An essay I had to write for a college class but I felt it should be shared. So much of how we experience life is MENTAL!
Bobby Jones once said, “Golf is a game that is played on a five-inch course—the distance between your ears.” For sixteen years I have played the game of golf. At age seven, one is more concerned with getting the white ball off the ground whereas at fourteen, mental stamina takes precedence over technique. Because golf takes place over an eighteen hole period, one must remain mentally tough for sometimes a 4-5 hour round. Looking back on tournaments I have played in, one particular experience will stay with me forever.
The summer before my sophomore year of high school, I registered to play in the Westfield Junior Qualifier. Only one player would advance to the tournament in Ohio. I felt sufficiently prepared entering the competition having practiced a great deal. Confident was I in my ability to play at a high caliber despite the other talented players in the field. I played the first four holes beautifully. However, hole five came. Dependent upon who you speak to, this hole proved to be my largest mishap or my most defining moment in the game of golf.
A treacherous, narrow downhill par five; out of bounds lined both the left and right sides and a water hazard guarded the front of the green. I hit my first drive out of bounds right. Regrouping, I teed up the second drive only to slice it right out of bounds again. Slightly frustrated, I teed up the third ball determined to hit the fairway. I faded the ball right again only this time safe within boundary. Laying five, I advanced shot six to the front of the water hazard. Unfortunately, I would slice shot seven out of bounds right again.

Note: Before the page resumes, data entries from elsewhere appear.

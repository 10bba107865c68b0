//! # Engine Error Types
//!
//! Errors for commands the machine refuses outright.
//!
//! ```text
//! ┌─────────────────────────────────────────────────────────────────────────┐
//! │  Command arrives                                                        │
//! │       │                                                                 │
//! │       ├── not valid in this status? ──► MachineError::NotAllowed       │
//! │       │                                 (state untouched)              │
//! │       │                                                                 │
//! │       ├── guard fails (stock, funds)? ─► status = Error + VendError    │
//! │       │                                 (recorded, auto-clears)        │
//! │       │                                                                 │
//! │       └── OK ──────────────────────────► next status                   │
//! └─────────────────────────────────────────────────────────────────────────┘
//! ```

use std::fmt;
use thiserror::Error;
use vendsim_core::{TransactionStatus, ValidationError};

/// Result type alias for machine operations.
pub type MachineResult<T> = Result<T, MachineError>;

/// Front-panel actions that a status guard can refuse.
#[derive(Debug, Clone, Copy, PartialEq, Eq)]
pub enum Action {
    InsertCash,
    ConfirmPurchase,
}

impl fmt::Display for Action {
    fn fmt(&self, f: &mut fmt::Formatter<'_>) -> fmt::Result {
        let name = match self {
            Action::InsertCash => "insert cash",
            Action::ConfirmPurchase => "confirm purchase",
        };
        f.write_str(name)
    }
}

/// A command the machine refused. Nothing changed.
#[derive(Debug, Clone, PartialEq, Error)]
pub enum MachineError {
    /// The action is not available in the current status.
    #[error("cannot {action} while {status}")]
    NotAllowed {
        action: Action,
        status: TransactionStatus,
    },

    /// No drink with that id is loaded.
    #[error("unknown drink: {0}")]
    UnknownDrink(String),

    /// Card payment needs a drink selected first.
    #[error("select a drink before paying by card")]
    NoDrinkSelected,

    /// Bad seed configuration.
    #[error("invalid configuration: {0}")]
    Validation(#[from] ValidationError),
}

Incurring yet another penalty, I dropped shot nine and hit it to the green. From there, I would lag my putt to about six feet from the cup only to lip it out and tap in, finally, for a twelve.
Feeling completely overwhelmed due to making a succession of mental mishaps all on one hole, I knew the only option I had was to regroup and move on. Dwelling on the result was not going to help me finish the remaining thirteen holes in a successful, redeeming fashion. My playing competitors silently moved on as did the spectators. Not only was the mistake overwhelming, it was also embarrassing given the handicap requirements necessary of the players to even make it into the qualifier. Teeing off last, I hit my iron onto the par three sixth and two putted for par. I proceeded to play the last thirteen holes in only three over par giving me a final score of 83 at the end of the round.

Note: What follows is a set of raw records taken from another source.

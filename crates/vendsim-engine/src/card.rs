//! # Card Network Simulation
//!
//! The card reader asks an [`OutcomeSource`] for a number in `[0, 1)` and
//! declines the payment when it lands below the configured failure rate.
//!
//! Production runs use [`RandomOutcome`]; tests plug in [`FixedOutcome`] to
//! force an approval or a decline.

use rand::rngs::StdRng;
use rand::{Rng, SeedableRng};

/// A source of uniform draws in `[0, 1)`.
pub trait OutcomeSource {
    fn draw(&mut self) -> f64;
}

/// Decides a card payment from a draw.
#[inline]
pub fn is_approved(draw: f64, failure_rate: f64) -> bool {
    draw >= failure_rate
}

/// Draws from a `StdRng`.
#[derive(Debug, Clone)]
pub struct RandomOutcome {
    rng: StdRng,
}

impl RandomOutcome {
    /// Seeds from the operating system.
    pub fn from_entropy() -> Self {
        RandomOutcome {
            rng: StdRng::from_entropy(),
        }
    }

    /// Reproducible sequence of outcomes.
    pub fn seeded(seed: u64) -> Self {
        RandomOutcome {
            rng: StdRng::seed_from_u64(seed),
        }
    }
}

impl OutcomeSource for RandomOutcome {
    fn draw(&mut self) -> f64 {
        self.rng.gen::<f64>()
    }
}

/// Always returns the same draw.
///
/// `FixedOutcome::APPROVE` clears any failure rate below 1.0;
/// `FixedOutcome::DECLINE` fails any failure rate above 0.0.
#[derive(Debug, Clone, Copy, PartialEq)]
pub struct FixedOutcome(pub f64);

impl FixedOutcome {
    pub const APPROVE: FixedOutcome = FixedOutcome(0.999_999);
    pub const DECLINE: FixedOutcome = FixedOutcome(0.0);
}

impl OutcomeSource for FixedOutcome {
    fn draw(&mut self) -> f64 {
        self.0
    }
}

impl<S: OutcomeSource + ?Sized> OutcomeSource for Box<S> {
    fn draw(&mut self) -> f64 {
        (**self).draw()
    }
}

#[cfg(test)]
mod tests {
    use super::*;

    #[test]
    fn test_is_approved_boundaries() {
        assert!(is_approved(0.5, 0.15));
        assert!(!is_approved(0.1, 0.15));
        assert!(is_approved(0.0, 0.0));
        assert!(!is_approved(0.999, 1.0));
    }

    #[test]
    fn test_seeded_is_reproducible() {
        let mut a = RandomOutcome::seeded(42);
        let mut b = RandomOutcome::seeded(42);
        for _ in 0..10 {
            let x = a.draw();
            assert_eq!(x, b.draw());
            assert!((0.0..1.0).contains(&x));
        }
    }

    #[test]
    fn test_fixed_outcomes() {
        assert!(is_approved(FixedOutcome::APPROVE.draw(), 0.15));
        assert!(!is_approved(FixedOutcome::DECLINE.draw(), 0.15));
    }

    #[test]
    fn test_boxed_source() {
        let mut boxed: Box<dyn OutcomeSource> = Box::new(FixedOutcome(0.25));
        assert_eq!(boxed.draw(), 0.25);
    }
}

Needless to say, I did not win the qualifier and advance to the tournament in Ohio. However, I learned the round is not over until the final putt is sunk on the eighteenth hole. I also learned that it is not necessarily just about the player. My fellow competitors and spectators told me after the round how proud they were of me for not getting down and letting hole five defeat me. One told me had it been her she would have cried and was impressed rather, I smiled after tapping in for a twelve. My twelve on hole five proved to be an inspiration for my fellow players and spectators, but mostly to myself. Therefore, as opposed to being haunted by the blunder, I look back and smile realizing it is sometimes the mistakes we make that define us the most, that the five inches between our ears determine who we allow ourselves to be.